What would it take to make WebAssembly audio inputs happen?

austintheriot commented 12 months ago

Hello! First off, thanks for your work on this library! cpal has been incredibly useful to me as a web/Rust dev.

Currently, there are // TODOs in place of all input-related coded for the WebAudio host: https://github.com/RustAudio/cpal/blob/76b04065cf189c1e04a15816657d1108759c3665/src/host/webaudio/mod.rs#L449

I'm wondering, what would it take to make input available on the web?
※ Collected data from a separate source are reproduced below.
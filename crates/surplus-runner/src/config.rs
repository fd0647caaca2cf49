use std::path::{Path, PathBuf};
use std::time::Duration;

use anyhow::{Context, Result};
use chrono::{Local, Timelike};
use serde::{Deserialize, Serialize};
use surplus_core::{is_quiet_hours_at, parse_hhmm, AllowedTools, TelemetryModel, Thresholds, DEFAULT_CONTEXT_MAX_CHARS};
use tracing::{debug, warn};

pub const DEFAULT_DATA_DIR: &str = "~/.surplus";
pub const CONFIG_FILE: &str = "config.json";

/// Settings file. Every section and every key is optional; a present section
/// overrides the defaults key by key and unknown keys are ignored.
#[derive(Clone, Debug, Default, Serialize, Deserialize, PartialEq)]
#[serde(default, rename_all = "camelCase")]
pub struct Config {
    pub telemetry: TelemetryConfig,
    pub thresholds: Thresholds,
    pub watch: WatchConfig,
    pub execution: ExecutionConfig,
    pub paths: PathsConfig,
}

#[derive(Clone, Debug, Serialize, Deserialize, PartialEq)]
#[serde(default, rename_all = "camelCase")]
pub struct TelemetryConfig {
    pub source: TelemetryModel,
    /// Usage CLI for the billing model.
    pub command: String,
    pub timeout_seconds: u64,
    pub credentials_path: String,
    pub probe_model: String,
    pub api_url: String,
}

impl Default for TelemetryConfig {
    fn default() -> Self {
        Self {
            source: TelemetryModel::RateLimit,
            command: "ccusage".to_string(),
            timeout_seconds: 30,
            credentials_path: "~/.claude/.credentials.json".to_string(),
            probe_model: "claude-haiku-4-5".to_string(),
            api_url: "https://api.anthropic.com/v1/messages".to_string(),
        }
    }
}

impl TelemetryConfig {
    pub fn timeout(&self) -> Duration {
        Duration::from_secs(self.timeout_seconds.max(1))
    }
}

#[derive(Clone, Debug, Serialize, Deserialize, PartialEq)]
#[serde(default, rename_all = "camelCase")]
pub struct WatchConfig {
    pub interval_minutes: u64,
    pub quiet_hours_start: Option<String>,
    pub quiet_hours_end: Option<String>,
}

impl Default for WatchConfig {
    fn default() -> Self {
        Self {
            interval_minutes: 30,
            quiet_hours_start: None,
            quiet_hours_end: None,
        }
    }
}

impl WatchConfig {
    pub fn interval(&self) -> Duration {
        Duration::from_secs(self.interval_minutes.max(1).saturating_mul(60))
    }

    pub fn is_quiet_at(&self, minute_of_day: u32) -> bool {
        is_quiet_hours_at(
            self.quiet_hours_start.as_deref(),
            self.quiet_hours_end.as_deref(),
            minute_of_day,
        )
    }

    /// Quiet-hours check against the local wall clock.
    pub fn is_quiet_now(&self) -> bool {
        let now = Local::now();
        self.is_quiet_at(now.hour() * 60 + now.minute())
    }
}

#[derive(Clone, Debug, Serialize, Deserialize, PartialEq)]
#[serde(default, rename_all = "camelCase")]
pub struct ExecutionConfig {
    pub command: String,
    /// Arguments placed before the generated ones, for wrappers.
    pub command_args: Vec<String>,
    pub model: Option<String>,
    pub default_allowed_tools: Option<AllowedTools>,
    pub yolo: bool,
    pub timeout_minutes: u64,
    pub context_max_chars: usize,
}

impl Default for ExecutionConfig {
    fn default() -> Self {
        Self {
            command: "claude".to_string(),
            command_args: vec![],
            model: None,
            default_allowed_tools: None,
            yolo: false,
            timeout_minutes: 30,
            context_max_chars: DEFAULT_CONTEXT_MAX_CHARS,
        }
    }
}

#[derive(Clone, Debug, Serialize, Deserialize, PartialEq)]
#[serde(default, rename_all = "camelCase")]
pub struct PathsConfig {
    pub data_dir: String,
    pub queue: String,
    pub history: String,
    pub context_dir: String,
    pub reports_dir: String,
}

impl Default for PathsConfig {
    fn default() -> Self {
        Self {
            data_dir: DEFAULT_DATA_DIR.to_string(),
            queue: "tasks.json".to_string(),
            history: "history.json".to_string(),
            context_dir: "context".to_string(),
            reports_dir: "reports".to_string(),
        }
    }
}

/// Resolved file locations.
#[derive(Clone, Debug, PartialEq, Eq)]
pub struct Paths {
    pub data_dir: PathBuf,
    pub queue: PathBuf,
    pub history: PathBuf,
    pub context_dir: PathBuf,
    pub reports_dir: PathBuf,
}

pub fn expand(path: &str) -> PathBuf {
    PathBuf::from(shellexpand::tilde(path).as_ref())
}

impl PathsConfig {
    /// Expands `~` and anchors relative entries under the data dir.
    pub fn resolve(&self) -> Paths {
        let data_dir = expand(&self.data_dir);
        let under = |p: &str| data_dir.join(expand(p));
        Paths {
            queue: under(&self.queue),
            history: under(&self.history),
            context_dir: under(&self.context_dir),
            reports_dir: under(&self.reports_dir),
            data_dir,
        }
    }
}

impl Config {
    pub fn default_path() -> PathBuf {
        expand(DEFAULT_DATA_DIR).join(CONFIG_FILE)
    }

    pub fn load_from(path: &Path) -> Result<Self> {
        let s = std::fs::read_to_string(path).with_context(|| format!("read {}", path.display()))?;
        let cfg: Config = serde_json::from_str(&s).with_context(|| format!("parse {}", path.display()))?;
        Ok(cfg)
    }

    /// Missing file means defaults. A file that cannot be read or parsed is
    /// reported and defaults are used. Nothing is written.
    pub fn load_or_default(path: &Path) -> Self {
        if !path.exists() {
            debug!(path = %path.display(), "no config file; using defaults");
            return Self::default();
        }
        match Self::load_from(path) {
            Ok(cfg) => {
                cfg.warn_on_suspicious();
                cfg
            }
            Err(e) => {
                warn!(path = %path.display(), error = ?e, "config unreadable; using defaults");
                Self::default()
            }
        }
    }

    /// Problems that do not stop the program but change its behaviour.
    pub fn warnings(&self) -> Vec<String> {
        let mut out = vec![];
        let start = self.watch.quiet_hours_start.as_deref();
        let end = self.watch.quiet_hours_end.as_deref();
        for (key, value) in [("quietHoursStart", start), ("quietHoursEnd", end)] {
            if let Some(v) = value {
                if parse_hhmm(v).is_none() {
                    out.push(format!("watch.{key} {v:?} is not HH:MM; quiet hours disabled"));
                }
            }
        }
        if start.is_some() != end.is_some() {
            out.push("only one quiet-hours bound set; quiet hours disabled".to_string());
        }
        if !(0.0..=1.0).contains(&self.thresholds.max_utilization) {
            out.push(format!(
                "thresholds.maxUtilization {} is outside 0..1",
                self.thresholds.max_utilization
            ));
        }
        out
    }

    fn warn_on_suspicious(&self) {
        for w in self.warnings() {
            warn!("{w}");
        }
    }
}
Fundamentally, there appears to be an API mismatch in that cpal requires synchronous configuration, whereas the web requires async setup via getUserMedia(). Would it be possible to force a synchronous API here, where the input is basically just a plain buffer that you can write into via a media stream that is set up after the fact?

I'm interested, because I'm working on a cross-platform audio node library, and I'd like to support web compilation as a high-priority compilation target:

Code: https://github.com/austintheriot/resonix Demo: https://austintheriot.github.io/resonix/

So far, I've been working with pre-recorded audio primarily, but I'd love to support microphone access directly.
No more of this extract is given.